Several reasons have been suggested for the scarcity of early Hebrew manuscripts. The
first and most obvious reason is a combination of antiquity and destructibility. Two or three
thousand years is a long time to expect the elements and the destructiveness of man to leave
these ancient documents unmolested. With this in mind, the next logical question to be
asked is, How good are the Hebrew manuscripts that remain? Several lines of evidence
suggest that their quality is very good.
RELATIVELY FEW VARIANTS
There are very few variants in the texts available because the Masoretes systematically
destroyed old manuscripts once they were carefully copied.
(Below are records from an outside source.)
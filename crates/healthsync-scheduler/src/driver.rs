use std::sync::Arc;
use std::time::Duration;

use chrono::{DateTime, Utc};
use tokio::task::JoinHandle;
use tokio::time::MissedTickBehavior;
use tokio_util::sync::CancellationToken;
use tracing::{debug, info};

use crate::dispatcher::Dispatcher;

pub trait Clock: Send + Sync {
    fn now(&self) -> DateTime<Utc>;
}

pub struct SystemClock;

impl Clock for SystemClock {
    fn now(&self) -> DateTime<Utc> {
        Utc::now()
    }
}

/// Owns the recurring timer. Run exactly one per process: two drivers against
/// the same database would double-dispatch.
pub struct SchedulerDriver {
    dispatcher: Arc<Dispatcher>,
    clock: Arc<dyn Clock>,
}

impl SchedulerDriver {
    pub fn new(dispatcher: Arc<Dispatcher>, clock: Arc<dyn Clock>) -> Self {
        Self { dispatcher, clock }
    }

    /// Spawn the tick loop. It exits once `cancel` fires; deliveries already
    /// spawned keep running to completion.
    pub fn start(self, interval: Duration, cancel: CancellationToken) -> JoinHandle<()> {
        tokio::spawn(async move { self.run(interval, cancel).await })
    }

    pub async fn run(&self, interval: Duration, cancel: CancellationToken) {
        info!("Starting medication scheduler (every {:?})", interval);

        let mut ticker = tokio::time::interval(interval);
        ticker.set_missed_tick_behavior(MissedTickBehavior::Skip);

        loop {
            tokio::select! {
                biased;

                _ = cancel.cancelled() => break,
                _ = ticker.tick() => {
                    if cancel.is_cancelled() {
                        break;
                    }
                    debug!("Scheduler tick: checking medications");
                    let outcome = self.dispatcher.tick(self.clock.now()).await;
                    debug!("Scheduler tick spawned {} deliveries", outcome.dispatched());
                }
            }
        }

        info!("Medication scheduler stopped");
    }
}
Kenyon illustrates the paucity
of variations in the Masoretic Text by contrasting the Leningrad Codex of the Prophets,
which is Babylonian (Eastern), with the standard Palestinian text (Western) of Ezekiel,
where the Masoretic Text is sometimes corrupt. A critical comparison reveals that there are
only sixteen real conflicts between the two texts.54 The fidelity of the New Testament text
depends upon the multiplicity of manuscripts, whereas in the Old Testament the accuracy
of the text results from the ability and reliability of the scribes who transmitted it.
REVERENCE FOR THE BIBLE
With respect to the Jewish Scriptures, however, it was not scribal accuracy alone that
guaranteed their product. Rather, it was their almost superstitious reverence for the Bible.
According to the Talmud, there were specifications not only for the kind of skins to be used
and the size of the columns, but there was even a religious ritual necessary for the scribe to
perform before writing the name of God. Rules governed the kind of ink used, dictated the
spacing of words, and prohibited writing anything from memory. The lines, and even the
letters, were counted methodically. If a manuscript was found to contain even one mistake,
it was discarded and destroyed (cf. chap. 20). This scribal formalism was responsible, at
least in part, for the extreme care exercised in copying the Scriptures. It was also the reason
there were only a few manuscripts (as the rules demanded the destruction of defective
items), as well as why those which are extant are of good quality.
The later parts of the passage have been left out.